Just watched it again with my wife and it was even funnier. I figured my wife would not be a fan of all the crude humor, but I think she was laughing more than me in a lot of areas, especially with Rob Schneider's character and his daughters. lol


----------



## Dale Rasco (Apr 11, 2009)

*Re: Grown Ups - Bluray Review*

Alright, I guess I am going to have to watch it again. My wife loved it to!


----------



## smurphy522 (Sep 21, 2010)

I watched this over the weekend with the wife. We both liked it, not loved it. It was fun, lots of typical humor from the Actors Genre.

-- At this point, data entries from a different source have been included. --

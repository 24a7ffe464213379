use std::fmt;

/// SQL three-valued logic.
#[derive(Clone, Copy, PartialEq, Eq)]
pub enum Truth {
    True,
    False,
    Unknown
}

impl Truth {
    pub fn from_bool(b: bool) -> Self {
        if b { Self::True } else { Self::False }
    }

    pub fn is_true(&self) -> bool {
        matches!(self, Self::True)
    }

    pub fn not(&self) -> Self {
        match self {
            Self::True => Self::False,
            Self::False => Self::True,
            Self::Unknown => Self::Unknown
        }
    }

    pub fn and(&self, b: Self) -> Self {
        match (self, b) {
            (Self::False, _) | (_, Self::False) => Self::False,
            (Self::Unknown, _) | (_, Self::Unknown) => Self::Unknown,
            (Self::True, Self::True) => Self::True,
        }
    }

    pub fn or(&self, b: Self) -> Self {
        match (self, b) {
            (Self::True, _) | (_, Self::True) => Self::True,
            (Self::Unknown, _) | (_, Self::Unknown) => Self::Unknown,
            (Self::False, Self::False) => Self::False,
        }
    }
}

impl fmt::Display for Truth {
    fn fmt(&self, f: &mut fmt::Formatter<'_>) -> fmt::Result {
        match self {
            Self::True => write!(f, "True"),
            Self::False => write!(f, "False"),
            Self::Unknown => write!(f, "Unknown"),
        }
    }
}

impl fmt::Debug for Truth {
    fn fmt(&self, f: &mut fmt::Formatter<'_>) -> fmt::Result {
        write!(f, "Truth({})", self)
    }
}

#[cfg(test)]
mod tests {
    use super::Truth;

    #[test]
    fn unknown_absorbs_only_when_undecided() {
        assert_eq!(Truth::False.and(Truth::Unknown), Truth::False);
        assert_eq!(Truth::True.and(Truth::Unknown), Truth::Unknown);
        assert_eq!(Truth::True.or(Truth::Unknown), Truth::True);
        assert_eq!(Truth::False.or(Truth::Unknown), Truth::Unknown);
        assert_eq!(Truth::Unknown.not(), Truth::Unknown);
    }
}
use std::{
    path::Path,
    sync::{Arc, RwLock, RwLockReadGuard, RwLockWriteGuard},
};

use serde_json::Value;
use tracing::{debug, trace};

use crate::{
    memory::{
        eval::Eval,
        plan_executor::{Catalog, PlanExecutor, Record},
        MemoryTable, StoreConfig,
    },
    query::{MutationKind, MutationPlan},
    schema::{Relationship, SchemaProvider, TableMetadata},
    storage::{Row, Storage, StorageError},
    translator::{Statement, StatementPlan},
};

#[derive(Debug, Default)]
struct StoreState {
    config: StoreConfig,
    tables: Catalog,
    snapshot: Option<Catalog>,
}

/// In-memory tables evaluated directly from the plans statements carry.
///
/// Clones are handles onto the same tables.
#[derive(Debug, Clone, Default)]
pub struct MemoryStore {
    inner: Arc<RwLock<StoreState>>,
}

impl MemoryStore {
    pub fn new() -> Self {
        Self::default()
    }

    /// Store whose tables default to `config`.
    pub fn with_config(config: StoreConfig) -> Self {
        let state = StoreState { config, ..StoreState::default() };
        Self { inner: Arc::new(RwLock::new(state)) }
    }

    fn read(&self) -> Result<RwLockReadGuard<'_, StoreState>, StorageError> {
        self.inner.read().map_err(|_| StorageError::LockPoisoned)
    }

    fn write(&self) -> Result<RwLockWriteGuard<'_, StoreState>, StorageError> {
        self.inner.write().map_err(|_| StorageError::LockPoisoned)
    }

    /// Creates (or replaces) a table using the store's default config.
    pub fn create_table(&self, name: &str) -> Result<(), StorageError> {
        let config = self.read()?.config.clone();
        self.create_table_with_config(name, config)
    }

    pub fn create_table_with_config(&self, name: &str, config: StoreConfig) -> Result<(), StorageError> {
        let key = name.to_lowercase();
        debug!(table = %key, id_type = ?config.id_type, "creating table");
        self.write()?.tables.insert(key.clone(), MemoryTable::new(&key, config));
        Ok(())
    }

    fn with_table<R>(
        &self,
        name: &str,
        f: impl FnOnce(&mut MemoryTable) -> Result<R, StorageError>,
    ) -> Result<R, StorageError> {
        let mut state = self.write()?;
        let table = state.tables.get_mut(&name.to_lowercase())
            .ok_or_else(|| StorageError::UnknownTable(name.to_string()))?;
        f(table)
    }

    /// Inserts one document and returns it with its id filled in.
    pub fn insert(&self, table: &str, item: Value) -> Result<Value, StorageError> {
        self.with_table(table, |t| t.insert(item))
    }

    pub fn insert_batch(&self, table: &str, items: Value) -> Result<Vec<Value>, StorageError> {
        self.with_table(table, |t| t.insert_batch(items))
    }

    /// Loads an array of documents; `keep` retains the rows already present.
    pub fn load_from_json(&self, table: &str, value: Value, keep: bool) -> Result<usize, StorageError> {
        self.with_table(table, |t| t.load_from_json(value, keep))
    }

    pub fn load_from_file(&self, table: &str, path: impl AsRef<Path>, keep: bool) -> Result<usize, StorageError> {
        let text = std::fs::read_to_string(path.as_ref())?;
        let value: Value = serde_json::from_str(&text)?;
        trace!(table, path = %path.as_ref().display(), "loading fixture file");
        self.load_from_json(table, value, keep)
    }

    /// Declares `owner.name` as a many-to-one link from `owner.column` to
    /// `target.target_column`.
    pub fn relate(
        &self,
        owner: &str,
        name: &str,
        column: &str,
        target: &str,
        target_column: &str,
    ) -> Result<(), StorageError> {
        let owner_key = owner.to_lowercase();
        let target_key = target.to_lowercase();
        let mut state = self.write()?;
        if !state.tables.contains_key(&target_key) {
            return Err(StorageError::UnknownTable(target.to_string()));
        }
        let table = state.tables.get_mut(&owner_key)
            .ok_or_else(|| StorageError::UnknownTable(owner.to_string()))?;
        debug!(owner = %owner_key, relation = name, target = %target_key, "declaring relationship");
        table.add_relationship(Relationship::new(name, &owner_key, column, &target_key, target_column));
        Ok(())
    }

    pub fn count(&self, table: &str) -> Result<usize, StorageError> {
        self.read()?.tables.get(&table.to_lowercase())
            .map(MemoryTable::len)
            .ok_or_else(|| StorageError::UnknownTable(table.to_string()))
    }

    pub fn table_names(&self) -> Result<Vec<String>, StorageError> {
        Ok(self.read()?.tables.keys().cloned().collect())
    }

    /// Raw documents of a table in insertion order.
    pub fn rows(&self, table: &str) -> Result<Vec<Value>, StorageError> {
        let state = self.read()?;
        let t = state.tables.get(&table.to_lowercase())
            .ok_or_else(|| StorageError::UnknownTable(table.to_string()))?;
        Ok(t.rows().map(|(_, doc)| Value::Object(doc.clone())).collect())
    }

    fn apply_mutation(catalog: &mut Catalog, plan: &MutationPlan) -> Result<u64, StorageError> {
        let key = plan.target.table.to_lowercase();
        let table = catalog.get(&key)
            .ok_or_else(|| StorageError::UnknownTable(plan.target.table.to_string()))?;

        let eval = Eval::new(catalog, None);
        let mut changes: Vec<(String, Vec<(String, Value)>)> = Vec::new();
        for (id, doc) in table.rows() {
            let record: Record = doc.iter()
                .map(|(k, v)| (format!("{}.{}", plan.target.alias, k), v.clone()))
                .collect();
            if let Some(p) = &plan.predicate {
                if !eval.predicate(p, &record)?.is_true() { continue; }
            }
            let assigned = match &plan.kind {
                MutationKind::Update(assignments) => {
                    let mut values = Vec::with_capacity(assignments.len());
                    for a in assignments {
                        values.push((a.column.clone(), eval.scalar(&a.value, &record)?));
                    }
                    values
                }
                MutationKind::Delete => Vec::new(),
            };
            changes.push((id.clone(), assigned));
        }

        let affected = changes.len() as u64;
        let Some(table) = catalog.get_mut(&key) else { return Ok(0) };
        for (id, assigned) in changes {
            match plan.kind {
                MutationKind::Update(_) => table.update_row(&id, assigned),
                MutationKind::Delete => { table.remove(&id); }
            }
        }
        Ok(affected)
    }
}

impl SchemaProvider for MemoryStore {
    fn table_metadata(&self, table: &str) -> Result<Option<TableMetadata>, StorageError> {
        Ok(self.read()?.tables.get(&table.to_lowercase()).map(|t| t.metadata().clone()))
    }
}

impl Storage for MemoryStore {
    fn execute(&self, statement: &Statement) -> Result<Vec<Row>, StorageError> {
        let state = self.read()?;
        let executor = PlanExecutor::new(&state.tables, None);
        match &statement.plan {
            StatementPlan::Select(plan) => executor.run_query(plan),
            StatementPlan::Count(plan) => {
                let total = executor.run_query(plan)?.len();
                Ok(vec![Row::from_iter([("count".to_string(), Value::from(total as u64))])])
            }
            StatementPlan::Mutation(_) => Err(StorageError::UnsupportedStatement),
        }
    }

    fn execute_mutation(&self, statement: &Statement) -> Result<u64, StorageError> {
        let StatementPlan::Mutation(plan) = &statement.plan else {
            return Err(StorageError::UnsupportedStatement);
        };
        let mut state = self.write()?;
        Self::apply_mutation(&mut state.tables, plan)
    }

    fn begin_unit_of_work(&self) -> Result<(), StorageError> {
        let mut state = self.write()?;
        if state.snapshot.is_some() {
            return Err(StorageError::UnitOfWorkInProgress);
        }
        state.snapshot = Some(state.tables.clone());
        debug!("unit of work started");
        Ok(())
    }

    fn commit(&self) -> Result<(), StorageError> {
        let mut state = self.write()?;
        state.snapshot.take().ok_or(StorageError::NoUnitOfWork)?;
        debug!("unit of work committed");
        Ok(())
    }

    fn rollback(&self) -> Result<(), StorageError> {
        let mut state = self.write()?;
        let snapshot = state.snapshot.take().ok_or(StorageError::NoUnitOfWork)?;
        state.tables = snapshot;
        debug!("unit of work rolled back");
        Ok(())
    }
}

I have to say that Rob Schneider was the best actor (humor wise). More or less due to the role he played. Thank god for his 2 daughters.............those who saw/will see will know what I mean. Anyhow.it's certainly worth a rental.


----------



## Cory Phoenix (Nov 7, 2010)

I finally watched this movie on DVD with some adult members of my family on Thanksgiving evening. I agree that much of the humor in the movie is a bit crude and definitely isn't recommended for youngsters, but we all found ourselves laughing quite a bit. Especially during the scenes where the five main characters were together cracking on each other, and seemingly having off-the-cuff conversations as comedians. I also agree the central, moral theme is worthy, but loosely dressed with a predictable story and immature humor. That's just the reputation Sandler's movies have earned over the years and rightly so. I probably won't buy the blu-ray, but "Grown Ups" was better than I expected, and I'd definitely watch it again. :T


----------